United States District Court, S.D. Illinois

May 30, 2017

TAMMY SMITH, Plaintiff,


          NANCY J. ROSENSTENGEL United States District Judge.

         Plaintiff Tammy Smith brings this action for an alleged violation of the Fair Debt Collection Practices Act (FDCPA), 15 U.S.C. § 1692, et seq. (Doc. 1). Defendant Weltman, Weinberg & Reis Co., L.P.A. (“WWR”) now moves to dismiss the Complaint for failure to state a claim (Doc. 13). For the following reasons, the motion to dismiss is granted.


         On January 15, 2016, Smith received a letter from WWR, a debt collection law firm, attempting to collect Smith's personal credit card debt in the amount of $4, 319.69 (Doc. 1). The letter invited Smith to call WWR “during this tax season” to discuss using her income tax refund as a source of funds to satisfy her outstanding obligation for a reduced amount. (Id.). The letter did not offer any specific settlement amount but included the statement: “This settlement may have tax consequences.” (Id.). The letter did not mention the Internal Revenue Service. According to the Complaint, Smith was insolvent at the time she received WWR's letter. She then filed for Chapter 7 bankruptcy on March 16, 2016, and obtained a discharge of her debts (Id.).

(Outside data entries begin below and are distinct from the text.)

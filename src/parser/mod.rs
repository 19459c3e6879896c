//! Line-oriented decoder plumbing.
//!
//! Every format is decoded from a [`LineSource`], a thin wrapper around a
//! [`BufRead`] implementor which yields lines without their terminator
//! and can take back a single line it already yielded. A [`Decoder`]
//! consumes exactly one record from the source on each call, and the
//! [`SequentialParser`] turns a decoder into an iterator over records.
//!
//! GenBank and EMBL records are delimited by a start marker and a `//`
//! terminator, and share the [`read_record`] loop which handles the
//! preamble, the verbatim record text and truncated inputs. Within a record,
//! each line is classified by the format decoder, and the classification
//! drives the transitions between the [`Section`] states.
//!
//! [`BufRead`]: https://doc.rust-lang.org/std/io/trait.BufRead.html

pub(crate) mod utils;

use std::io::BufRead;

use crate::embl::EmblDecoder;
use crate::error::Error;
use crate::fasta::FastaDecoder;
use crate::gbfasta::GenBankFastaDecoder;
use crate::genbank::GenBankDecoder;
use crate::record::Format;
use crate::record::Record;

// ---------------------------------------------------------------------------

/// The marker line ending GenBank and EMBL records.
pub const END_OF_RECORD: &str = "//";

// ---------------------------------------------------------------------------

/// A sequential source of text lines with a one-line push-back.
pub struct LineSource<B: BufRead> {
    reader: B,
    buffer: String,
    pushed: Option<String>,
    line_number: usize,
}

impl<B: BufRead> LineSource<B> {
    /// Create a new `LineSource` wrapping the given reader.
    pub fn new(reader: B) -> Self {
        Self {
            reader,
            buffer: String::new(),
            pushed: None,
            line_number: 0,
        }
    }

    /// The 1-based number of the last line returned by `next_line`.
    pub fn line_number(&self) -> usize {
        self.line_number
    }

    /// Read the next line, without its `\n` or `\r\n` terminator.
    ///
    /// Returns `Ok(None)` once the underlying reader is exhausted.
    pub fn next_line(&mut self) -> Result<Option<String>, Error> {
        if let Some(line) = self.pushed.take() {
            self.line_number += 1;
            return Ok(Some(line));
        }

        self.buffer.clear();
        if self.reader.read_line(&mut self.buffer)? == 0 {
            return Ok(None);
        }
        self.line_number += 1;

        let mut end = self.buffer.len();
        if self.buffer.as_bytes()[..end].ends_with(b"\n") {
            end -= 1;
            if self.buffer.as_bytes()[..end].ends_with(b"\r") {
                end -= 1;
            }
        }
        Ok(Some(self.buffer[..end].to_string()))
    }

    /// Put back `line` so that the next call to `next_line` returns it.
    ///
    /// Only a single line can be held at a time, and it must be the line
    /// that was returned last.
    pub fn push_back(&mut self, line: String) {
        debug_assert!(self.pushed.is_none(), "only one line can be pushed back");
        self.line_number = self.line_number.saturating_sub(1);
        self.pushed = Some(line);
    }

    /// Unwrap the underlying reader.
    ///
    /// A pushed-back line, if any, is lost.
    pub fn into_inner(self) -> B {
        self.reader
    }
}

impl<B: BufRead> From<B> for LineSource<B> {
    fn from(reader: B) -> Self {
        Self::new(reader)
    }
}

// ---------------------------------------------------------------------------

#[derive(Debug, Clone, Copy, PartialEq, Eq, Hash)]
/// The section of a record the decoder is currently reading.
pub enum Section {
    /// Before the start marker of the record.
    Preamble,
    /// Inside the record, outside of any multi-line block.
    Header,
    /// Between an accession line and the line closing the accession list.
    AccessionBlock,
    /// Between the organism line and the first reference.
    OrganismBlock,
    /// Between the comment line and the feature table.
    CommentBlock,
    /// Between the sequence marker and the end of the record.
    SequenceBlock,
    /// After the end marker of the record.
    Done,
}

impl Default for Section {
    fn default() -> Self {
        Section::Preamble
    }
}

// ---------------------------------------------------------------------------

/// Read the lines of a record delimited by `format`'s start marker and `//`.
///
/// Lines before the start marker are skipped. Every line of the record
/// except the terminator is given to `visit` along with its line number.
/// On success, the verbatim record text is returned, with a `\n` after
/// each line including the terminator.
pub(crate) fn read_record<B, F>(
    source: &mut LineSource<B>,
    format: Format,
    mut visit: F,
) -> Result<Option<String>, Error>
where
    B: BufRead,
    F: FnMut(&str, usize) -> Result<(), Error>,
{
    let marker = format.start_marker();

    // skip everything up to the first start marker
    let mut skipped = 0;
    let first = loop {
        match source.next_line()? {
            None => {
                if skipped > 0 {
                    log::debug!("skipped {} trailing lines without a {} record", skipped, format);
                }
                return Ok(None);
            }
            Some(line) if line.starts_with(marker) => break line,
            Some(_) => skipped += 1,
        }
    };
    if skipped > 0 {
        log::debug!("skipped {} lines before {} record", skipped, format);
    }

    let start = source.line_number();
    let mut text = String::new();
    let mut line = first;
    loop {
        text.push_str(&line);
        text.push('\n');
        if line.starts_with(END_OF_RECORD) {
            return Ok(Some(text));
        }
        visit(&line, source.line_number())?;
        line = match source.next_line()? {
            Some(line) => line,
            None => return Err(Error::TruncatedRecord(format, start)),
        };
    }
}

// ---------------------------------------------------------------------------

/// A trait for flat-file record decoders.
pub trait Decoder {
    /// The record type produced by the decoder.
    type Record;

    /// Decode the next record from `source`.
    ///
    /// Returns `Ok(None)` when the source is exhausted before any record
    /// could be started. After an error, the position of `source` is
    /// unspecified and decoding should not be resumed.
    fn decode_next<B: BufRead>(
        &self,
        source: &mut LineSource<B>,
    ) -> Result<Option<Self::Record>, Error>;
}

/// Decode the next record of the given `format` from `source`.
///
/// Decoders are created with their default configuration.
pub fn decode_next<B: BufRead>(
    format: Format,
    source: &mut LineSource<B>,
) -> Result<Option<Record>, Error> {
    match format {
        Format::GenBank => GenBankDecoder::new()
            .decode_next(source)
            .map(|r| r.map(Record::from)),
        Format::Embl => EmblDecoder::new()
            .decode_next(source)
            .map(|r| r.map(Record::from)),
        Format::Fasta => FastaDecoder::new()
            .decode_next(source)
            .map(|r| r.map(Record::from)),
        Format::GenBankFasta => GenBankFastaDecoder::new()
            .decode_next(source)
            .map(|r| r.map(Record::from)),
    }
}

// --------------------------------------------------------------------------

/// A parser for flat-file formats that decodes records sequentially.
pub struct SequentialParser<B: BufRead, D: Decoder> {
    source: LineSource<B>,
    decoder: D,
    finished: bool,
}

impl<B: BufRead, D: Decoder + Default> SequentialParser<B, D> {
    /// Create a new `SequentialParser` wrapping the given reader.
    pub fn new(reader: B) -> Self {
        Self::with_decoder(reader, D::default())
    }
}

impl<B: BufRead, D: Decoder> SequentialParser<B, D> {
    /// Create a new `SequentialParser` using a configured decoder.
    pub fn with_decoder(reader: B, decoder: D) -> Self {
        Self {
            source: LineSource::new(reader),
            decoder,
            finished: false,
        }
    }

    /// Get a reference to the decoder used by the parser.
    pub fn decoder(&self) -> &D {
        &self.decoder
    }

    /// Parse a single record from the given reader.
    pub fn parse_record(reader: B) -> Option<Result<D::Record, Error>>
    where
        D: Default,
    {
        Self::new(reader).next()
    }
}

impl<B: BufRead, D: Decoder> Iterator for SequentialParser<B, D> {
    type Item = Result<D::Record, Error>;
    fn next(&mut self) -> Option<Self::Item> {
        // if finished, simply return `None`
        if self.finished {
            return None;
        }

        match self.decoder.decode_next(&mut self.source) {
            Ok(Some(record)) => Some(Ok(record)),
            Ok(None) => {
                self.finished = true;
                None
            }
            // the source position is undefined after an error
            Err(e) => {
                self.finished = true;
                Some(Err(e))
            }
        }
    }
}

impl<B: BufRead, D: Decoder> std::iter::FusedIterator for SequentialParser<B, D> {}

/// The parser type for the crate.
pub type Parser<B, D> = SequentialParser<B, D>;

// ---------------------------------------------------------------------------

         On December 12, 2016, Smith initiated this action, claiming the statement “[t]his settlement may have tax consequences” violates the FDCPA, 15 U.S.C. §§ 1692e and 1692e(10). Specifically, Smith alleges that referring to “tax consequences” in a collection letter is intimidating and misleading, suggesting to the unsophisticated consumer that failure to pay the debt will give rise to problems with the IRS (Id.). Smith asserts the language misleads the unsophisticated consumer to believe that unless the consumer pays the entire amount allegedly owed on the debt, he or she is going to be reported to the IRS and/or will have to pay taxes on the unpaid balance. Smith further claims WWR voluntarily chose to give the “tax advice” found in the letter despite no law or regulation requiring such language in collection letters. Smith argues there is no legitimate reason for referring to “tax consequences” in a collection letter directed to a consumer.

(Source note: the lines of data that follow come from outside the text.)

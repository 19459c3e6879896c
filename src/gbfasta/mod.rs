//! Data types and decoder for FASTA files exported from GenBank.
//!
//! These files use NCBI composite identifiers on their header lines
//! (`gi|3287367|gb|AC002397.1|AC002397`); the decoder replaces the
//! composite identifier with the GenBank accession it contains.

use std::io::BufRead;

mod decoder;
mod model;

pub use self::decoder::AccessionField;
#[doc(inline)]
pub use self::decoder::GenBankFastaDecoder;
#[doc(inline)]
pub use self::model::GenBankFastaRecord;

/// The sequential parser type for GenBank-FASTA records.
pub type SequentialParser<B> = super::parser::SequentialParser<B, GenBankFastaDecoder>;

/// The parser type for GenBank-FASTA records.
pub type Parser<B> = super::parser::Parser<B, GenBankFastaDecoder>;

/// Parse a FASTA file with NCBI composite identifiers.
///
/// # Example
/// ```rust
/// use seqrecord::SeqRecord;
///
/// let f = std::fs::File::open("tests/genbank.fa")
///    .map(std::io::BufReader::new)
///    .unwrap();
///
/// let record = seqrecord::gbfasta::parse(f).next().unwrap().unwrap();
/// assert_eq!(record.primary_id(), "AC002397");
/// assert_eq!(record.gi(), Some("3287367"));
/// ```
pub fn parse<B: BufRead>(reader: B) -> Parser<B> {
    Parser::new(reader)
}

/// Parse a single GenBank-FASTA record.
pub fn parse_record<B: BufRead>(reader: B) -> Option<<Parser<B> as Iterator>::Item> {
    SequentialParser::parse_record(reader)
}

         On January 31, 2017, WWR moved to dismiss Smith's Complaint for failure to state a claim pursuant to Rule 12(b)(6) of the Federal Rules of Civil Procedure (Doc. 13). WWR argues the statement at issue is neither false nor misleading, as is required to state a claim under the FDCPA. Furthermore, the letter did not mention even the possibility of WWR reporting any discharge of debt to the IRS, such that an unsophisticated consumer would feel pressured to pay off the entire debt. Smith filed a response on March 3, 2017 (Doc. 15), and WWR filed a reply on March 17, 2017 (Doc. 16). The motion is now ripe for review.

         Legal Standard

         A motion to dismiss under Federal Rule of Civil Procedure 12(b)(6) is meant to “test the sufficiency of the complaint, not to decide the merits” of the case. Gibson v. City of Chi., 910 F.2d 1510, 1520 (7th Cir. 1990) (citation omitted). In evaluating a motion to dismiss, the Court must accept all well-pleaded allegations in the complaint as true and draw all reasonable inferences in the plaintiff's favor. Cole v. Milwaukee Area Tech. Coll. Dist., 634 F.3d 901, 903 (7th Cir. 2011); Thompson v. Ill. Dep't. of Prof'l Regulation, 300 F.3d 750, 753 (7th Cir. 2002). Pursuant to Federal Rule of Civil Procedure 8(a)(2), a complaint must include a short and plain statement of the claim, showing that the pleader is entitled to relief. Fed.R.Civ.P. 8(a)(2). Accordingly, the Court may grant a motion to dismiss under Rule 12(b)(6) only if a complaint lacks “enough facts to state a claim [for] relief that is plausible on its face.” Ashcroft v. Iqbal, 556 U.S. 662, 697, 129 S.Ct. 1937, 1960 (2009) (quoting Bell Atl. Corp. v. Twombly, 550 U.S. 544, 570, 127 S.Ct. 1955, 1974 (2007)); Swanson v. Citibank, N.A., 614 F.3d 400, 404 (7th Cir. 2010).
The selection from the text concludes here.